In some embodiments, contacting the sensing layer with the carbohydrate comprises contacting the sensing layer with a solution comprising the carbohydrate, a membrane polymer, and a crosslinker. For example, in some embodiments the sensing layer is contacted with the carbohydrate dipping the sensing layer into a solution comprising the carbohydrate, a membrane polymer, and a crosslinker. Exemplary membrane polymers and crosslinkers are described above. For example, in some embodiments the membrane polymer comprises a poly(vinylpyridine-co-styrene) copolymer and the crosslinker comprises an epoxide (e.g. PEGDGE, Gly3).

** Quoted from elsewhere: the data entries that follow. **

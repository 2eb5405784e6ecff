// Copyright 2024 Build Core Contributors.
// Licensed under the Apache License, Version 2.0 (see LICENSE).

use std::collections::BTreeMap;
use std::sync::Arc;
use std::time::Duration;

use async_trait::async_trait;
use execution::{CacheFlag, ExecutionApi, DEFAULT_EXECUTION_TIMEOUT};
use graph::{ActionNode, ArtifactNode, DependencyGraph, NodeProcessor};
use parking_lot::Mutex;

use crate::context::ExecutionContext;
use crate::executor::ExecutorImpl;

/// One detected divergence: the same action produced different outputs than
/// the comparison ("cache") endpoint has recorded.
#[derive(Clone, Debug)]
pub struct RebuildRecord {
    pub action_id: String,
    /// Per-path pairs of (fresh, cached) object info renderings.
    pub differences: BTreeMap<String, (String, String)>,
    /// Whether the action was tainted (may fail or uncacheable) to begin
    /// with, which makes divergence expected rather than alarming.
    pub tainted: bool,
}

/// Runs every action twice: once fresh against the main endpoint, once
/// against the cache endpoint in lookup-only mode, and records per-path
/// mismatches. Distinguishes flaky actions (different outputs) from plain
/// cache misses (no cached result available).
pub struct Rebuilder {
    context: ExecutionContext,
    api_cached: Arc<dyn ExecutionApi>,
    timeout: Duration,
    flaky: Mutex<Vec<RebuildRecord>>,
    cache_misses: Mutex<Vec<String>>,
}

impl Rebuilder {
    /// `api_cached` is the endpoint whose action cache the fresh results are
    /// compared against.
    pub fn new(
        context: ExecutionContext,
        api_cached: Arc<dyn ExecutionApi>,
        timeout: Option<Duration>,
    ) -> Rebuilder {
        Rebuilder {
            context,
            api_cached,
            timeout: timeout.unwrap_or(DEFAULT_EXECUTION_TIMEOUT),
            flaky: Mutex::new(vec![]),
            cache_misses: Mutex::new(vec![]),
        }
    }

    /// The comparison report, in a shape suitable for dumping to a file.
    pub fn dump_flaky_actions(&self) -> serde_json::Value {
        let flaky = self.flaky.lock();
        let cache_misses = self.cache_misses.lock();
        serde_json::json!({
            "flaky actions": flaky
                .iter()
                .map(|record| {
                    (
                        record.action_id.clone(),
                        serde_json::json!({
                            "tainted": record.tainted,
                            "outputs": record
                                .differences
                                .iter()
                                .map(|(path, (fresh, cached))| {
                                    (
                                        path.clone(),
                                        serde_json::json!({
                                            "rebuilt": fresh,
                                            "cached": cached,
                                        }),
                                    )
                                })
                                .collect::<serde_json::Map<_, _>>(),
                        }),
                    )
                })
                .collect::<serde_json::Map<_, _>>(),
            "cache misses": *cache_misses,
        })
    }

    pub fn flaky_actions(&self) -> Vec<RebuildRecord> {
        self.flaky.lock().clone()
    }

    pub fn cache_misses(&self) -> Vec<String> {
        self.cache_misses.lock().clone()
    }
}

#[async_trait]
impl NodeProcessor for Rebuilder {
    async fn process_artifact(&self, _graph: &DependencyGraph, node: &ArtifactNode) -> bool {
        match ExecutorImpl::verify_or_upload_artifact(&self.context, node).await {
            Ok(()) => true,
            Err(e) => {
                log::error!("Failed to provide artifact {}: {e}", node.artifact().id());
                false
            }
        }
    }

    async fn process_action(&self, graph: &DependencyGraph, node: &ActionNode) -> bool {
        let action_id = node.action().id.clone();

        // First run: fresh execution through the normal path, pretending it
        // was cached so nothing is written back.
        let response = match ExecutorImpl::execute_action(
            &self.context,
            self.context.remote.as_ref(),
            graph,
            node,
            self.timeout,
            CacheFlag::PretendCached,
        )
        .await
        {
            Ok(None) => return true, // tree actions have no response
            Ok(Some(response)) => response,
            Err(e) => {
                log::error!("Failed to execute action {action_id}: {e}");
                return false;
            }
        };

        let parsed = match ExecutorImpl::parse_response(
            &self.context,
            graph,
            node,
            response.as_ref(),
            /* count_as_executed= */ true,
        )
        .await
        {
            Ok(ok) => ok,
            Err(e) => {
                log::error!("Failed to parse response of action {action_id}: {e}");
                false
            }
        };
        if !parsed {
            return false;
        }

        // Second run: cache lookup only, against the comparison endpoint.
        let response_cached = match ExecutorImpl::execute_action(
            &self.context,
            self.api_cached.as_ref(),
            graph,
            node,
            self.timeout,
            CacheFlag::FromCacheOnly,
        )
        .await
        {
            Ok(result) => result,
            Err(e) => {
                log::error!("Cache-endpoint lookup for action {action_id} failed: {e}");
                return false;
            }
        };

        let response_cached = match response_cached {
            Some(response) => response,
            None => {
                log::debug!("No cached result for action {action_id}");
                self.context.statistics.increment_rebuilt_actions_missing();
                self.cache_misses.lock().push(action_id);
                return true;
            }
        };

        self.context.statistics.increment_rebuilt_actions_compared();
        let fresh = match response.artifacts().await {
            Ok(artifacts) => artifacts,
            Err(e) => {
                log::error!("Failed to read artifacts of action {action_id}: {e}");
                return false;
            }
        };
        let cached = match response_cached.artifacts().await {
            Ok(artifacts) => artifacts,
            Err(e) => {
                log::error!("Failed to read cached artifacts of action {action_id}: {e}");
                return false;
            }
        };

        let mut differences = BTreeMap::new();
        for (path, fresh_info) in &fresh {
            match cached.get(path) {
                Some(cached_info) if cached_info == fresh_info => {}
                Some(cached_info) => {
                    differences
                        .insert(path.clone(), (fresh_info.to_string(), cached_info.to_string()));
                }
                None => {
                    differences
                        .insert(path.clone(), (fresh_info.to_string(), "missing".to_owned()));
                }
            }
        }
        for (path, cached_info) in &cached {
            if !fresh.contains_key(path) {
                differences.insert(path.clone(), ("missing".to_owned(), cached_info.to_string()));
            }
        }

        if !differences.is_empty() {
            let tainted = node.action().may_fail.is_some() || node.action().no_cache;
            log::warn!(
                "Action {action_id} is flaky: {} outputs differ from the cache endpoint",
                differences.len(),
            );
            self.context.statistics.increment_actions_flaky();
            if tainted {
                self.context.statistics.increment_actions_flaky_tainted();
            }
            self.flaky.lock().push(RebuildRecord {
                action_id,
                differences,
                tainted,
            });
        }
        true
    }
}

In such embodiments, the carbohydrate diffuses from the solution into the sensing layer and the sensing layer is coated with the polymeric membrane (e.g. by crosslinking of the membrane polymer) within the same dipping process. In some embodiments, the method comprises performing multiple dipping steps. For example, in some embodiments the method comprises contacting the sensing layer with a solution comprising the carbohydrate, a membrane polymer, and a crosslinker. During this initial dipping step, the carbohydrate diffuses from the solution into the sensing layer, and the initial coating of the polymeric membrane onto the sensing layer is formed. The method may then further comprise performing one or more additional dipping steps, wherein the sensing layer is dipped into a solution comprising the membrane polymer and a crosslinker but lacking the carbohydrate. These subsequent dipping steps increase the thickness of the membrane polymer coating the carbohydrate-containing sensing layer.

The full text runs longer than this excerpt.